_Aim of the exercise_: Quote the listing below word for word, stopping after the line that contains "is shared between".

_Data to use_:
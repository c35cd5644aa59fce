//! Multi-metric pronunciation scoring.
//!
//! Combines the weighted similarity of the [`crate::similarity`] engine
//! with word-overlap, length-ratio, and hesitation heuristics into the
//! sub-scores of a [`PronunciationAnalysis`]: accuracy, fluency, clarity,
//! pacing, and stress pattern.
//!
//! Two weighting variants exist in the product surface and both are
//! implemented here, selected by [`ScoringMode`]:
//!
//! - [`ScoringMode::General`] — everyday spoken-practice exercises, where
//!   whole-utterance similarity dominates
//! - [`ScoringMode::Focused`] — sound-challenge drills, where per-word
//!   accuracy and delivery metrics dominate
//!
//! Scoring is a pure function of its inputs: no state is shared between
//! calls and the same input pair always produces the same analysis.

use crate::feedback;
use crate::normalize::{char_len, normalize, tokenize};
use crate::similarity::phoneme::phoneme_scan;
use crate::similarity::{similarity, SoundAccuracy, ENGLISH_TABLE};

/// Hesitation fillers that discount the fluency score.
pub const HESITATION_MARKERS: &[&str] = &["um", "uh", "er", "ah"];

/// Fluency discount per detected hesitation marker.
pub const HESITATION_PENALTY: f64 = 0.1;

/// Pacing band constants.
///
/// Length ratios inside `[PACING_TIGHT_LOW, PACING_TIGHT_HIGH]` score 1.0,
/// inside `[PACING_LOOSE_LOW, PACING_LOOSE_HIGH]` score 0.8, anything else
/// scores 0.6. The thresholds are empirical product values, kept as
/// constants rather than re-derived.
pub const PACING_TIGHT_LOW: f64 = 0.8;
/// Upper bound of the full-score pacing band.
pub const PACING_TIGHT_HIGH: f64 = 1.2;
/// Lower bound of the reduced-score pacing band.
pub const PACING_LOOSE_LOW: f64 = 0.6;
/// Upper bound of the reduced-score pacing band.
pub const PACING_LOOSE_HIGH: f64 = 1.5;

/// Word length above which a token counts as "long" for stress comparison.
const LONG_WORD_LEN: usize = 5;

/// Which weighting variant to score with.
///
/// Both variants compute the same sub-metrics; they differ only in how
/// the overall score is assembled.
#[derive(Clone, Copy, Debug, Eq, PartialEq)]
#[cfg_attr(
    feature = "serialization",
    derive(serde::Serialize, serde::Deserialize)
)]
pub enum ScoringMode {
    /// Spoken-practice weighting:
    /// `similarity×0.4 + accuracy×0.3 + fluency×0.15 + completeness×0.15`.
    General,
    /// Sound-challenge weighting:
    /// `accuracy×0.3 + fluency×0.25 + clarity×0.2 + pacing×0.15 + stress×0.1`.
    Focused,
}

/// Which completeness definition to use.
///
/// The speak exercise and the conversation exercise measure completeness
/// differently; both definitions are first-class.
#[derive(Clone, Copy, Debug, Eq, PartialEq)]
pub enum CompletenessVariant {
    /// Fraction of actual tokens that are alphabetic and longer than two
    /// characters (a proxy for recognizable words).
    Alphabetic,
    /// Fraction of target tokens found anywhere in the actual tokens.
    TokenCoverage,
}

/// Terminal output of the pronunciation path.
///
/// All scores are integers in `[0, 100]`. Created fresh per analysis call
/// and never mutated afterwards.
#[derive(Clone, Debug, PartialEq)]
#[cfg_attr(
    feature = "serialization",
    derive(serde::Serialize, serde::Deserialize)
)]
pub struct PronunciationAnalysis {
    /// Mode-weighted combination of the sub-scores.
    pub overall_score: u8,
    /// Word-presence accuracy (or whole-string similarity fallback).
    pub accuracy: u8,
    /// Length-ratio fluency, discounted per hesitation marker.
    pub fluency: u8,
    /// Recognizable-word clarity ([`CompletenessVariant::Alphabetic`]).
    pub clarity: u8,
    /// Triangular length-ratio pacing score.
    pub pacing: u8,
    /// Long/short word stress agreement ratio.
    pub stress_pattern: u8,
    /// Per-occurrence difficult-sound records.
    pub sound_accuracies: Vec<SoundAccuracy>,
    /// Coaching recommendations (capped, templated).
    pub recommendations: Vec<String>,
    /// Observed strengths (capped, templated).
    pub strengths: Vec<String>,
    /// Improvement areas (capped, templated).
    pub improvements: Vec<String>,
}

/// Mean set-membership presence of target tokens among actual tokens.
///
/// Membership, not position: a word counts as present wherever it appears
/// in the transcript. An empty target yields 1.0.
fn presence_ratio(target_tokens: &[String], actual_tokens: &[String]) -> f64 {
    if target_tokens.is_empty() {
        return 1.0;
    }
    let present = target_tokens
        .iter()
        .filter(|w| actual_tokens.contains(w))
        .count();
    present as f64 / target_tokens.len() as f64
}

/// Length-ratio fluency discounted by hesitation markers, floored at 0.
fn fluency_score(target_wc: usize, actual_tokens: &[String]) -> f64 {
    let ratio = if target_wc == 0 {
        1.0
    } else {
        (actual_tokens.len() as f64 / target_wc as f64).min(1.0)
    };
    let hesitations = actual_tokens
        .iter()
        .filter(|w| HESITATION_MARKERS.contains(&w.as_str()))
        .count();
    (ratio - HESITATION_PENALTY * hesitations as f64).max(0.0)
}

/// Completeness under the requested variant.
pub fn completeness(
    target_tokens: &[String],
    actual_tokens: &[String],
    variant: CompletenessVariant,
) -> f64 {
    match variant {
        CompletenessVariant::Alphabetic => {
            if actual_tokens.is_empty() {
                return 0.0;
            }
            let recognizable = actual_tokens
                .iter()
                .filter(|w| w.len() > 2 && w.chars().all(|c| c.is_alphabetic()))
                .count();
            recognizable as f64 / actual_tokens.len() as f64
        }
        CompletenessVariant::TokenCoverage => presence_ratio(target_tokens, actual_tokens),
    }
}

/// Triangular pacing score from the normalized length ratio.
fn pacing_score(target_len: usize, actual_len: usize) -> f64 {
    if target_len == 0 {
        return 0.6;
    }
    let ratio = actual_len as f64 / target_len as f64;
    if (PACING_TIGHT_LOW..=PACING_TIGHT_HIGH).contains(&ratio) {
        1.0
    } else if (PACING_LOOSE_LOW..=PACING_LOOSE_HIGH).contains(&ratio) {
        0.8
    } else {
        0.6
    }
}

/// Agreement ratio of long/short word classification over aligned pairs.
///
/// Compares word pairs at the same index up to the shorter token list;
/// 1.0 when there is nothing to compare.
fn stress_agreement(target_tokens: &[String], actual_tokens: &[String]) -> f64 {
    let compared = target_tokens.len().min(actual_tokens.len());
    if compared == 0 {
        return 1.0;
    }
    let agreements = target_tokens
        .iter()
        .zip(actual_tokens.iter())
        .filter(|(t, a)| (char_len(t) > LONG_WORD_LEN) == (char_len(a) > LONG_WORD_LEN))
        .count();
    agreements as f64 / compared as f64
}

/// Scale a `[0, 1]` ratio to an integer score in `[0, 100]`.
#[inline]
fn to_score(ratio: f64) -> u8 {
    (ratio.clamp(0.0, 1.0) * 100.0).round() as u8
}

/// Score a spoken transcript against a target utterance.
///
/// Both strings are normalized before comparison. An empty transcript
/// yields all-zero scores and a "no speech detected" recommendation —
/// never a panic or a NaN.
///
/// # Example
///
/// ```rust
/// use libfluency::pronunciation::{analyze, ScoringMode};
///
/// let analysis = analyze("Cat, bat, hat", "Cat bat hat", ScoringMode::General);
/// assert_eq!(analysis.accuracy, 100);
/// assert!(analysis.overall_score >= 85);
/// ```
pub fn analyze(target: &str, actual: &str, mode: ScoringMode) -> PronunciationAnalysis {
    let norm_target = normalize(target);
    let norm_actual = normalize(actual);

    if norm_actual.is_empty() {
        let fb = feedback::no_speech_feedback();
        return PronunciationAnalysis {
            overall_score: 0,
            accuracy: 0,
            fluency: 0,
            clarity: 0,
            pacing: 0,
            stress_pattern: 0,
            sound_accuracies: Vec::new(),
            recommendations: fb.recommendations,
            strengths: fb.strengths,
            improvements: fb.improvements,
        };
    }

    let target_tokens = tokenize(target);
    let actual_tokens = tokenize(actual);

    let table = &*ENGLISH_TABLE;
    let sim = similarity(table, &norm_target, &norm_actual);
    let sound_accuracies = phoneme_scan(table, target, actual);

    // With difficult-sound anchors present, accuracy is word-presence;
    // otherwise the whole-string similarity stands in for it.
    let accuracy = if sound_accuracies.is_empty() {
        sim
    } else {
        presence_ratio(&target_tokens, &actual_tokens)
    };

    let fluency = fluency_score(target_tokens.len(), &actual_tokens);
    let clarity = completeness(&target_tokens, &actual_tokens, CompletenessVariant::Alphabetic);
    let coverage = completeness(
        &target_tokens,
        &actual_tokens,
        CompletenessVariant::TokenCoverage,
    );
    let pacing = pacing_score(char_len(&norm_target), char_len(&norm_actual));
    let stress = stress_agreement(&target_tokens, &actual_tokens);

    let overall = match mode {
        ScoringMode::General => sim * 0.4 + accuracy * 0.3 + fluency * 0.15 + coverage * 0.15,
        ScoringMode::Focused => {
            accuracy * 0.3 + fluency * 0.25 + clarity * 0.2 + pacing * 0.15 + stress * 0.1
        }
    };

    let fb = feedback::pronunciation_feedback(
        to_score(accuracy),
        to_score(fluency),
        to_score(pacing),
        &sound_accuracies,
    );

    PronunciationAnalysis {
        overall_score: to_score(overall),
        accuracy: to_score(accuracy),
        fluency: to_score(fluency),
        clarity: to_score(clarity),
        pacing: to_score(pacing),
        stress_pattern: to_score(stress),
        sound_accuracies,
        recommendations: fb.recommendations,
        strengths: fb.strengths,
        improvements: fb.improvements,
    }
}

#[cfg(test)]
mod tests {
    use super::*;

    #[test]
    fn test_identical_utterance_scores_high() {
        let a = analyze("Cat, bat, hat", "Cat bat hat", ScoringMode::General);
        assert_eq!(a.accuracy, 100);
        assert_eq!(a.overall_score, 100);
        assert!(a.sound_accuracies.is_empty());
    }

    #[test]
    fn test_empty_actual_is_all_zero() {
        for mode in [ScoringMode::General, ScoringMode::Focused] {
            let a = analyze("Say something", "", mode);
            assert_eq!(a.overall_score, 0);
            assert_eq!(a.accuracy, 0);
            assert_eq!(a.fluency, 0);
            assert_eq!(a.clarity, 0);
            assert_eq!(a.pacing, 0);
            assert_eq!(a.stress_pattern, 0);
            assert!(!a.recommendations.is_empty());
        }
    }

    #[test]
    fn test_empty_punctuation_only_actual_is_all_zero() {
        let a = analyze("Say something", "?!...", ScoringMode::General);
        assert_eq!(a.overall_score, 0);
    }

    #[test]
    fn test_th_drill_scores_low_accuracy() {
        let a = analyze(
            "Think about three things",
            "Tink about tree tings",
            ScoringMode::Focused,
        );
        assert!(!a.sound_accuracies.is_empty());
        assert!(a.accuracy <= 50);
        assert!(!a.recommendations.is_empty());
    }

    #[test]
    fn test_hesitations_discount_fluency() {
        let clean = analyze("I like green tea", "I like green tea", ScoringMode::General);
        let hesitant = analyze("I like green tea", "I um like uh green tea", ScoringMode::General);
        assert!(hesitant.fluency < clean.fluency);
    }

    #[test]
    fn test_fluency_floor_at_zero() {
        // Every token is a hesitation marker: ratio fully discounted.
        let a = analyze("one two", "um uh er ah um uh er ah um uh er ah", ScoringMode::General);
        assert_eq!(a.fluency, 0);
    }

    #[test]
    fn test_pacing_bands() {
        assert_eq!(pacing_score(10, 10), 1.0);
        assert_eq!(pacing_score(10, 8), 1.0);
        assert_eq!(pacing_score(10, 12), 1.0);
        assert_eq!(pacing_score(10, 7), 0.8);
        assert_eq!(pacing_score(10, 15), 0.8);
        assert_eq!(pacing_score(10, 3), 0.6);
        assert_eq!(pacing_score(10, 30), 0.6);
        assert_eq!(pacing_score(0, 5), 0.6);
    }

    #[test]
    fn test_stress_agreement() {
        let t = vec!["wonderful".to_string(), "day".to_string()];
        let a = vec!["wonderful".to_string(), "day".to_string()];
        assert_eq!(stress_agreement(&t, &a), 1.0);

        let mismatched = vec!["day".to_string(), "wonderful".to_string()];
        assert_eq!(stress_agreement(&t, &mismatched), 0.0);

        assert_eq!(stress_agreement(&[], &[]), 1.0);
    }

    #[test]
    fn test_completeness_variants() {
        let target = vec!["hello".to_string(), "there".to_string()];
        let actual = vec!["hello".to_string(), "x1".to_string()];
        assert_eq!(
            completeness(&target, &actual, CompletenessVariant::Alphabetic),
            0.5
        );
        assert_eq!(
            completeness(&target, &actual, CompletenessVariant::TokenCoverage),
            0.5
        );
    }

    #[test]
    fn test_scores_stay_in_bounds() {
        let cases = [
            ("", ""),
            ("a", "completely different utterance with many words"),
            ("short", "a"),
            ("um uh er", "um uh er"),
        ];
        for (t, s) in cases {
            for mode in [ScoringMode::General, ScoringMode::Focused] {
                let a = analyze(t, s, mode);
                assert!(a.overall_score <= 100);
                assert!(a.accuracy <= 100);
                assert!(a.fluency <= 100);
                assert!(a.clarity <= 100);
                assert!(a.pacing <= 100);
                assert!(a.stress_pattern <= 100);
            }
        }
    }
}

_Solution to the exercise_:
repository c35cd5644aa59fce
//! Multi-metric pronunciation scoring.
//!
//! Combines the weighted similarity of the [`crate::similarity`] engine
//! with word-overlap, length-ratio, and hesitation heuristics into the
//! sub-scores of a [`PronunciationAnalysis`]: accuracy, fluency, clarity,
//! pacing, and stress pattern.
//!
//! Two weighting variants exist in the product surface and both are
//! implemented here, selected by [`ScoringMode`]:
//!
//! - [`ScoringMode::General`] — everyday spoken-practice exercises, where
//!   whole-utterance similarity dominates
//! - [`ScoringMode::Focused`] — sound-challenge drills, where per-word
//!   accuracy and delivery metrics dominate
//!
//! Scoring is a pure function of its inputs: no state is shared between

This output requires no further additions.